COVID-19

Bellone at odds with environmentalists over measure to plug budget gap

Environmental groups in Suffolk County are critical of County Executive Steve Bellone’s proposal to ask voters in November whether to use money set aside for environmental protection programs to instead help plug the county’s budget gap. 

In April, Mr. Bellone proposed two measures, both of which would be subject to voter referendum in November, to offset budget problems that are in large part due to the COVID-19 pandemic that has closed down many businesses in Suffolk County and cut deeply into the sales tax revenue that county government relies on. 

One referendum would take the money allocated to environmental programs for three years, and the other would transfer excess funds in the county’s sewer stabilization reserve fund to the general fund.

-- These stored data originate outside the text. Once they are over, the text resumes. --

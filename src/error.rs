use thiserror::Error;

/// Errors raised while assembling a face: reading configuration, parsing zone
/// specs and reference times. The calculator itself cannot fail.
#[derive(Error, Debug)]
pub enum FaceError {
    #[error("unable to read config file {path}: {source}")]
    ConfigRead { path: String, source: std::io::Error },
    #[error("config file parsing error: {0}")]
    ConfigParse(#[from] toml::de::Error),
    #[error("invalid zone '{0}' (expected LABEL=OFFSET or UTC+N)")]
    InvalidZone(String),
    #[error("offset {offset} for zone '{label}' is outside -23..=23")]
    OffsetOutOfRange { label: String, offset: i32 },
    #[error("invalid reference time '{0}' (expected YYYY-MM-DDTHH:MM:SS)")]
    InvalidReference(String),
    #[error("surface error: {0}")]
    Surface(#[from] std::io::Error),
}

The two measures, both of which use money raised by a voter-approved quarter-percent sales tax, would provide $50 million in budget mitigation funding, according to Mr. Bellone. 

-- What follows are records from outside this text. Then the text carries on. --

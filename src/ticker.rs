use chrono::{DateTime, Timelike, Utc};
use log::{debug, info};
use std::time::Duration;

use crate::clock::Clock;
use crate::error::FaceError;
use crate::face::{Face, Surface};

const NANOS_PER_MINUTE: u64 = 60 * 1_000_000_000;

/// Time left until the next minute boundary after `now`.
///
/// Exactly on a boundary this is a full minute: the boundary itself has
/// already been rendered.
pub fn until_next_minute(now: DateTime<Utc>) -> Duration {
    // nanosecond() exceeds 1e9 during a leap second.
    let nanos = now.nanosecond().min(999_999_999) as u64;
    let elapsed = now.second() as u64 * 1_000_000_000 + nanos;
    Duration::from_nanos(NANOS_PER_MINUTE - elapsed)
}

/// Render once, then once per elapsed minute.
///
/// `limit` bounds the number of per-minute ticks after the initial render;
/// `None` runs until the process is stopped. Returns the number of ticks
/// handled.
pub fn run<C, S>(face: &mut Face, clock: &C, surface: &mut S, limit: Option<usize>) -> Result<usize, FaceError>
where
    C: Clock + ?Sized,
    S: Surface + ?Sized,
{
    run_with(face, clock, surface, limit, std::thread::sleep)
}

/// [`run`] with a caller-supplied sleep.
pub fn run_with<C, S, F>(
    face: &mut Face,
    clock: &C,
    surface: &mut S,
    limit: Option<usize>,
    mut sleep: F,
) -> Result<usize, FaceError>
where
    C: Clock + ?Sized,
    S: Surface + ?Sized,
    F: FnMut(Duration),
{
    face.refresh(&clock.snapshot(), surface)?;

    let mut ticks = 0;
    while limit.is_none_or(|max| ticks < max) {
        let wait = until_next_minute(clock.now());
        debug!("sleeping {:?} until next tick", wait);
        sleep(wait);

        face.refresh(&clock.snapshot(), surface)?;
        ticks += 1;
    }

    info!("stopped after {} tick(s)", ticks);
    Ok(ticks)
}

“We have a potentially $800 million-plus budget gap that we have to close in the next two months. You don’t want to let the public vote on this $50 million?” Mr. Bellone said at a recent press briefing. 

“OK, here’s what $50 million looks like when it comes to our taxpayers and our employees. For perspective, the county tax would have to be increased by 107% … to get us that $50 million. 700 employees would have to be laid off to get you $50 million.

“For my purposes, we should do everything we possibly can to avoid two things: laying off our essential employees, and adding significant new tax burdens on our homeowners during the worst economic downturn that we’ve seen since the Great Depression.”

Mr. Bellone also said he doesn’t want “a COVID-19 tax.”

In a statement, Richard Amper, the executive director of the Long Island Pine Barrens Society, called that “pandemic skullduggery.”

“Suffolk County Executive Bellone’s latest attempt to take money from the [Drinking Water Protection Program] comes in the guise of covering losses incurred by the county during the coronavirus pandemic,” he said. “The county is looking to grab funds dedicated to protecting the environment despite the fact that federal aid is available to cover COVID-related costs and the fact that three courts in New York have declared the county’s practice illegal in the past.”

Mr. Bellone said federal aid is needed but would be insufficient.

“The hope is that with federal disaster assistance, instead of having a catastrophic budgetary situation, it will become a manageable fiscal crisis,” he said. “Think about that for a moment. Our goal with federal disaster assistance is to get to a place where we are managing a fiscal crisis. What that means is we have to make decisions on the local level to address this fiscal crisis.”

Mr. Amper’s Pine Barrens Society wasn’t the only environmental organization opposed to Mr. Bellone’s proposal. 

Organizations that signed a letter to Suffolk County Legislature Presiding Officer Rob Calarco (D-Pat-ch-ogue) opposing Mr. Bellone’s plan included the Group for the East End, Seatuck Environmental Association, Peconic Baykeeper, North Fork Audubon Society, Save the Sound, North Fork Environmental Council and Citizens Campaign for the Environment. 

In a letter jointly signed by members of all those groups, they wrote, “it is our collective experience that the continuous threat of funding raids and program sweeps out of voter-approved environmental programs has had a strong corrosive effect on the public trust.”

The June 6 letter said one referendum would “redirect tens of millions of dollars currently obligated to land preservation for three consecutive years and no assurance of repayment,” and the other “sweeps” the sewer stabilization fund and “permanently redirects these important funds without concrete assurances for future investment in the county’s essential program to replace harmful septic and cesspools” with new improved wastewater systems. 

“Neither of these measures will take a dime away from any existing environmental programs,” Mr. Bellone said. “Dick Amper’s team right now are working their hardest to pressure legislators to make sure the public never gets the right to vote on these tax stabilization measures.”

He said the “common-sense measures that we have put forward fully protect the environmental programs that are part of the quarter-percent sales tax program. One hundred percent.”

County Legislator Al Krupski (D-Cut-ch-ogue) opposed Mr. Bellone’s proposal. 

“Past actions by previous county executives and legislators in borrowing from the money set aside for land preservation requires that roughly two-thirds of the money collected pay debt service on prior borrowing,” he said in a press release. “This reality leaves us with very little money to buy open space and preserve farmland in the whole county.

“My concern, which our legislative Office of Budget Review has confirmed, is under this proposal, the remaining income would not even pay for the annual debt, which is $15,500,000 a year.”

He said preservation of open space and farmland provides property tax relief in that “preserved land requires very little in the way of expensive government services, in that it sends no children to school and generates little traffic.” 

“It’s one thing for professional advocates like Dick Amper to sit up in an ivory tower and say, ‘Don’t touch my program. You can just tax people, you can just lay people off,’ ” Mr. Bellone said. “It’s another thing for legislators who have a responsibility to actually address this problem to say that.”

The legislature has yet to vote on whether it will send Mr. Bellone’s proposals to referendum in November.